Use this if the Master node has correct data, but the Slave node is out of sync.

  1. Log in to the Slave node.
  2. Run the slave.sh script with the Master IP.

Syntax:

sh slave.sh MASTER_IP_ADDRESS

Example:

sh slave.sh 172.16.12.207
note

Before running, double-check that the data on the master node is complete and correct.

For DC-DR Environments

The restoration process in a Disaster Recovery environment is similar, with one key difference.

  • Database Restore: Use the pg_restore method (Method 1).

  • Manual Sync: If the Disaster Recovery (DR) site is not in sync with the primary Data Center (DC), you can initiate a manual synchronization by running the Motadata_DR_Setup executable on the DR server using the below command.

    Syntax:

    ./Motadata_DR_Setup MASTER_DC_SERVER_IP

    Example:

    ./Motadata_DR_Setup 172.16.12.207
    note

    The ha-observer service is not present in a DC-DR environment.

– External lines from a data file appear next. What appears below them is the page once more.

//! Headless runner for the Serpens simulation.
//!
//! The simulation itself lives in `serpens_core`; this crate drives it on a
//! dedicated thread at a fixed cadence, feeds it key commands and reports on
//! its progress.

pub mod app;
pub mod model;

pub use model::{CircleLogic, DnaLogic, NetworkLogic, SnakeLogic};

Post-Restore Operations and Troubleshooting

Verification and Resuming Operations

How to Verify Data

  1. Find the latest created request.

    select createdtime from apolo.request order by createdtime desc limit 1 offset 0;

    img

  2. This will return a value in Epoch time format. You can convert it to a human-readable date using an online tool such as epochconverter.com.

  3. Check record counts on both nodes.

    select count(*) from apolo.request;
  4. Create a new test ticket on the master node. Verify the count increases on both nodes after sync.

Restart HA Services

Once you’ve verified that both the database and filedb are fully synchronized, you can safely restart the ha-observer and haproxy services using the below command:

systemctl start ha
systemctl start haproxy

Critical Pre-Sync Checklist and Troubleshooting Points

If you encounter issues with data synchronization, verify:

Port Accessibility: PostgreSQL database port (5432) must be open between Master/Slave and DC/DR nodes.

Sufficient Resources: Ensure adequate storage, CPU cores, and memory are allocated for database operations.

Network Performance: Require high-speed, low-latency connections for efficient data transfer.

Permissions and Ownership: Do not use custom permissions. Ensure postgres user owns the data directories and default permissions are intact.